(Dataset entries)

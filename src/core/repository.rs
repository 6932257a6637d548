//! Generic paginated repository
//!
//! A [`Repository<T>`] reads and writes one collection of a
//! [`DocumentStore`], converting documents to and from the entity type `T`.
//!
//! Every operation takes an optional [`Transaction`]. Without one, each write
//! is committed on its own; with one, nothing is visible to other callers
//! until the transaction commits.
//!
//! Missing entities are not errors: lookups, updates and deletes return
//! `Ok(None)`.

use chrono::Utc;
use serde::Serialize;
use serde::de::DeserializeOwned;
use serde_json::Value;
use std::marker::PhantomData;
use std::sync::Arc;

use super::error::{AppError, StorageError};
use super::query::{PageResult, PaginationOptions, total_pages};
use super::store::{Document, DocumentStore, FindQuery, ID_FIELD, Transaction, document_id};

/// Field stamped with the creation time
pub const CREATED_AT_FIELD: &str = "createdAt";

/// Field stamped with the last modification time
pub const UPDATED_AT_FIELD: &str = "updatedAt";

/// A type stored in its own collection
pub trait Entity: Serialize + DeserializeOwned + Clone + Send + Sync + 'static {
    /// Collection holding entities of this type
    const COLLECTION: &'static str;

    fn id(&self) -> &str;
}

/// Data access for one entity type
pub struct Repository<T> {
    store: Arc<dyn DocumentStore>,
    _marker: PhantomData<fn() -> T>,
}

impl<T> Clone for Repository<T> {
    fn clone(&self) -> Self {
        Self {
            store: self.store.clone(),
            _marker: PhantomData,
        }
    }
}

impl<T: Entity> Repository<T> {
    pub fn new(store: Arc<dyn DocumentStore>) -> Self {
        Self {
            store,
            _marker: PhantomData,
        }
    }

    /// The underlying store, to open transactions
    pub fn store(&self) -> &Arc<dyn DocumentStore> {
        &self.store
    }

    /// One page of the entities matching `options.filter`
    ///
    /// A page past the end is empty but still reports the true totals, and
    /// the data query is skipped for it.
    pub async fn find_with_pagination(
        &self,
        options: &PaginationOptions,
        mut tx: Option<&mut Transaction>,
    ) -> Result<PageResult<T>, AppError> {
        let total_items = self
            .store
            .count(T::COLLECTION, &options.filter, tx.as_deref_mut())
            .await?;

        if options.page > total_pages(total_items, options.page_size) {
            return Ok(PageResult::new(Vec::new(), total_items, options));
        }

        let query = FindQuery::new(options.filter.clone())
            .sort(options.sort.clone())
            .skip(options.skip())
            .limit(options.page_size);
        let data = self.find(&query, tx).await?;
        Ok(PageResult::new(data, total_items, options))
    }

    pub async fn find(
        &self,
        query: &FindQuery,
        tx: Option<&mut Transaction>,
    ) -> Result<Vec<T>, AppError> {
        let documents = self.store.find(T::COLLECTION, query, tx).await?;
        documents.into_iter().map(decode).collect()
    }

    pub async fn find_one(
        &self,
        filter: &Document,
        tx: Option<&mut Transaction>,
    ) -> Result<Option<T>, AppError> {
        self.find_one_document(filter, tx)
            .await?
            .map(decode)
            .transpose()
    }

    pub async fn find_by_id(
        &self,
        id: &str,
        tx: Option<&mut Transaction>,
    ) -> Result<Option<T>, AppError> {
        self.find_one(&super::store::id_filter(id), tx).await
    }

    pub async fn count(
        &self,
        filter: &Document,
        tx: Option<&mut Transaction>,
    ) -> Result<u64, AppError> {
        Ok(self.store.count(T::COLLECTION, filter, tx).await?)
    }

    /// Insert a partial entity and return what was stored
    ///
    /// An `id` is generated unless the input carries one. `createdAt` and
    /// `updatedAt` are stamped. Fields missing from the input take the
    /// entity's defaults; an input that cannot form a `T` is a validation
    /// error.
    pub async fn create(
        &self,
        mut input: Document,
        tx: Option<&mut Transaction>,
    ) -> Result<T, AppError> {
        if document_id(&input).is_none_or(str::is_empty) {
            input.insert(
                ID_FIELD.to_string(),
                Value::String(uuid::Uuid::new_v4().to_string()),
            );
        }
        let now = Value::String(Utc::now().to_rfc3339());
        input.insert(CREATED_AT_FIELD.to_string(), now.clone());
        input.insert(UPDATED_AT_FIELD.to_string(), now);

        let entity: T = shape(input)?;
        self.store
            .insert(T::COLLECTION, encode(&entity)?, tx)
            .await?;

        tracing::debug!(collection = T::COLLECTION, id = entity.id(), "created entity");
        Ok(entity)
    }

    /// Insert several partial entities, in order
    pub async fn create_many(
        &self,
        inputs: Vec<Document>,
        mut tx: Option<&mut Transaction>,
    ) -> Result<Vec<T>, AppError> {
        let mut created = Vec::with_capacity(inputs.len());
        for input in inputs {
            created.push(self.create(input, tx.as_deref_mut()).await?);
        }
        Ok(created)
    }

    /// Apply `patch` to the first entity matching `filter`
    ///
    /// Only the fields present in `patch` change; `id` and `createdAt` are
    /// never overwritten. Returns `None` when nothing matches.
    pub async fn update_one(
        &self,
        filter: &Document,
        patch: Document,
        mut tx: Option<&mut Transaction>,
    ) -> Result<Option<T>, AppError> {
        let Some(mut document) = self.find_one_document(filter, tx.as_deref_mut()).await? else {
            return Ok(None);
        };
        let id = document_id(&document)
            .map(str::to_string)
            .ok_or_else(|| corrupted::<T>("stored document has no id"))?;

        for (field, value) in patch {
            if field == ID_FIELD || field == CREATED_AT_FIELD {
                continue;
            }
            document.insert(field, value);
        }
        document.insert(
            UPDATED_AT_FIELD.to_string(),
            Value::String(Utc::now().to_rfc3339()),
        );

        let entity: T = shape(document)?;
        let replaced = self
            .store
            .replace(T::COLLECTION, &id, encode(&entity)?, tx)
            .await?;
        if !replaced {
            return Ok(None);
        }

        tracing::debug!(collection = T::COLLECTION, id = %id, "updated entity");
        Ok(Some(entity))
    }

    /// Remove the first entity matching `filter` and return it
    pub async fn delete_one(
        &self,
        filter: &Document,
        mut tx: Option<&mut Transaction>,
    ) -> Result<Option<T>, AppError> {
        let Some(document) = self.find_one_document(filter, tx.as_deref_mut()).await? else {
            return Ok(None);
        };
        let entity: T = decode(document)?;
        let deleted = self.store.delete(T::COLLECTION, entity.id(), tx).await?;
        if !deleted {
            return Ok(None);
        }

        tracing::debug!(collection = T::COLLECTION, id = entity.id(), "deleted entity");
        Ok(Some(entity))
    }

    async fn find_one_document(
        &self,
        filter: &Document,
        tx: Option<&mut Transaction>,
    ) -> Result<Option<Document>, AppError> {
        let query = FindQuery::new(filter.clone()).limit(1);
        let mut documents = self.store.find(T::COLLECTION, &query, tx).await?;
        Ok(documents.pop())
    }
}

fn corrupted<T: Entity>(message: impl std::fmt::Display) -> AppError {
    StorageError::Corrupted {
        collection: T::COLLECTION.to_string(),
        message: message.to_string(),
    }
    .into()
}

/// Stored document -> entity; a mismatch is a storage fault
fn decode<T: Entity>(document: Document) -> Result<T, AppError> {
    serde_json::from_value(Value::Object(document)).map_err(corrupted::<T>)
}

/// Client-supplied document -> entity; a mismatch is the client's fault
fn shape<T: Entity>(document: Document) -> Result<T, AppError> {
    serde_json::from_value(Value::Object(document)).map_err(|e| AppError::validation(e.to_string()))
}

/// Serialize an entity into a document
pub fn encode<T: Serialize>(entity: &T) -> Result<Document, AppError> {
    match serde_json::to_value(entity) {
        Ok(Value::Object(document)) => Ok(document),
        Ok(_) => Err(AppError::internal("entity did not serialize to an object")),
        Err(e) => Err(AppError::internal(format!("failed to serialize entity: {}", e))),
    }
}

Task requirements: Please return the records above in their exact form.

Result for this task:
filename src/core/repository.rs
repository 6932257a6637d548
//! Generic paginated repository
//!
//! A [`Repository<T>`] reads and writes one collection of a
//! [`DocumentStore`], converting documents to and from the entity type `T`.
//!
//! Every operation takes an optional [`Transaction`]. Without one, each write
//! is committed on its own; with one, nothing is visible to other callers
//! until the transaction commits.
//!
//! Missing entities are not errors: lookups, updates and deletes return
//! `Ok(None)`.

use chrono::Utc;
use serde::Serialize;
use serde::de::DeserializeOwned;
use serde_json::Value;
use std::marker::PhantomData;
use std::sync::Arc;

use super::error::{AppError, StorageError};
use super::query::{PageResult, PaginationOptions, total_pages};
use super::store::{Document, DocumentStore, FindQuery, ID_FIELD, Transaction, document_id};

/// Field stamped with the creation time
pub const CREATED_AT_FIELD: &str = "createdAt";

/// Field stamped with the last modification time
pub const UPDATED_AT_FIELD: &str = "updatedAt";

/// A type stored in its own collection
pub trait Entity: Serialize + DeserializeOwned + Clone + Send + Sync + 'static {
    /// Collection holding entities of this type
    const COLLECTION: &'static str;

    fn id(&self) -> &str;
}

/// Data access for one entity type
pub struct Repository<T> {
    store: Arc<dyn DocumentStore>,
    _marker: PhantomData<fn() -> T>,
}

impl<T> Clone for Repository<T> {
    fn clone(&self) -> Self {
        Self {
            store: self.store.clone(),
            _marker: PhantomData,
        }
    }
}

impl<T: Entity> Repository<T> {
    pub fn new(store: Arc<dyn DocumentStore>) -> Self {
        Self {
            store,
            _marker: PhantomData,
        }
    }

    /// The underlying store, to open transactions
    pub fn store(&self) -> &Arc<dyn DocumentStore> {
        &self.store
    }

    /// One page of the entities matching `options.filter`
    ///
    /// A page past the end is empty but still reports the true totals, and
    /// the data query is skipped for it.
    pub async fn find_with_pagination(
        &self,
        options: &PaginationOptions,
        mut tx: Option<&mut Transaction>,
    ) -> Result<PageResult<T>, AppError> {
        let total_items = self
            .store
            .count(T::COLLECTION, &options.filter, tx.as_deref_mut())
            .await?;

        if options.page > total_pages(total_items, options.page_size) {
            return Ok(PageResult::new(Vec::new(), total_items, options));
        }

        let query = FindQuery::new(options.filter.clone())
            .sort(options.sort.clone())
            .skip(options.skip())
            .limit(options.page_size);
        let data = self.find(&query, tx).await?;
        Ok(PageResult::new(data, total_items, options))
    }

    pub async fn find(
        &self,
        query: &FindQuery,
        tx: Option<&mut Transaction>,
    ) -> Result<Vec<T>, AppError> {
        let documents = self.store.find(T::COLLECTION, query, tx).await?;
        documents.into_iter().map(decode).collect()
    }

    pub async fn find_one(
        &self,
        filter: &Document,
        tx: Option<&mut Transaction>,
    ) -> Result<Option<T>, AppError> {
        self.find_one_document(filter, tx)
            .await?
            .map(decode)
            .transpose()
    }

    pub async fn find_by_id(
        &self,
        id: &str,
        tx: Option<&mut Transaction>,
    ) -> Result<Option<T>, AppError> {
        self.find_one(&super::store::id_filter(id), tx).await
    }

    pub async fn count(
        &self,
        filter: &Document,
        tx: Option<&mut Transaction>,
    ) -> Result<u64, AppError> {
        Ok(self.store.count(T::COLLECTION, filter, tx).await?)
    }

    /// Insert a partial entity and return what was stored
    ///
    /// An `id` is generated unless the input carries one. `createdAt` and
    /// `updatedAt` are stamped. Fields missing from the input take the
    /// entity's defaults; an input that cannot form a `T` is a validation
    /// error.
    pub async fn create(
        &self,
        mut input: Document,
        tx: Option<&mut Transaction>,
    ) -> Result<T, AppError> {
        if document_id(&input).is_none_or(str::is_empty) {
            input.insert(
                ID_FIELD.to_string(),
                Value::String(uuid::Uuid::new_v4().to_string()),
            );
        }
        let now = Value::String(Utc::now().to_rfc3339());
        input.insert(CREATED_AT_FIELD.to_string(), now.clone());
        input.insert(UPDATED_AT_FIELD.to_string(), now);

        let entity: T = shape(input)?;
        self.store
            .insert(T::COLLECTION, encode(&entity)?, tx)
            .await?;

        tracing::debug!(collection = T::COLLECTION, id = entity.id(), "created entity");
        Ok(entity)
    }

    /// Insert several partial entities, in order
    pub async fn create_many(
        &self,
        inputs: Vec<Document>,
        mut tx: Option<&mut Transaction>,
    ) -> Result<Vec<T>, AppError> {
        let mut created = Vec::with_capacity(inputs.len());
        for input in inputs {
            created.push(self.create(input, tx.as_deref_mut()).await?);
        }
        Ok(created)
    }

    /// Apply `patch` to the first entity matching `filter`
    ///
    /// Only the fields present in `patch` change; `id` and `createdAt` are
    /// never overwritten. Returns `None` when nothing matches.
    pub async fn update_one(
        &self,
        filter: &Document,
        patch: Document,
        mut tx: Option<&mut Transaction>,
    ) -> Result<Option<T>, AppError> {
        let Some(mut document) = self.find_one_document(filter, tx.as_deref_mut()).await? else {
            return Ok(None);
        };
        let id = document_id(&document)
            .map(str::to_string)
            .ok_or_else(|| corrupted::<T>("stored document has no id"))?;

        for (field, value) in patch {
            if field == ID_FIELD || field == CREATED_AT_FIELD {
                continue;
            }
            document.insert(field, value);
        }
        document.insert(
            UPDATED_AT_FIELD.to_string(),
            Value::String(Utc::now().to_rfc3339()),
        );

        let entity: T = shape(document)?;
        let replaced = self
            .store
            .replace(T::COLLECTION, &id, encode(&entity)?, tx)
            .await?;
        if !replaced {
            return Ok(None);
        }

        tracing::debug!(collection = T::COLLECTION, id = %id, "updated entity");
        Ok(Some(entity))
    }

    /// Remove the first entity matching `filter` and return it
    pub async fn delete_one(
        &self,
        filter: &Document,
        mut tx: Option<&mut Transaction>,
    ) -> Result<Option<T>, AppError> {
        let Some(document) = self.find_one_document(filter, tx.as_deref_mut()).await? else {
            return Ok(None);
        };
        let entity: T = decode(document)?;
        let deleted = self.store.delete(T::COLLECTION, entity.id(), tx).await?;
        if !deleted {
            return Ok(None);
        }

        tracing::debug!(collection = T::COLLECTION, id = entity.id(), "deleted entity");
        Ok(Some(entity))
    }

    async fn find_one_document(
        &self,
        filter: &Document,
        tx: Option<&mut Transaction>,
    ) -> Result<Option<Document>, AppError> {
        let query = FindQuery::new(filter.clone()).limit(1);
        let mut documents = self.store.find(T::COLLECTION, &query, tx).await?;
        Ok(documents.pop())
    }
}

fn corrupted<T: Entity>(message: impl std::fmt::Display) -> AppError {
    StorageError::Corrupted {
        collection: T::COLLECTION.to_string(),
        message: message.to_string(),
    }
    .into()
}

/// Stored document -> entity; a mismatch is a storage fault
fn decode<T: Entity>(document: Document) -> Result<T, AppError> {
    serde_json::from_value(Value::Object(document)).map_err(corrupted::<T>)
}

/// Client-supplied document -> entity; a mismatch is the client's fault
fn shape<T: Entity>(document: Document) -> Result<T, AppError> {
    serde_json::from_value(Value::Object(document)).map_err(|e| AppError::validation(e.to_string()))
}

/// Serialize an entity into a document
pub fn encode<T: Serialize>(entity: &T) -> Result<Document, AppError> {
    match serde_json::to_value(entity) {
        Ok(Value::Object(document)) => Ok(document),
        Ok(_) => Err(AppError::internal("entity did not serialize to an object")),
        Err(e) => Err(AppError::internal(format!("failed to serialize entity: {}", e))),
    }
}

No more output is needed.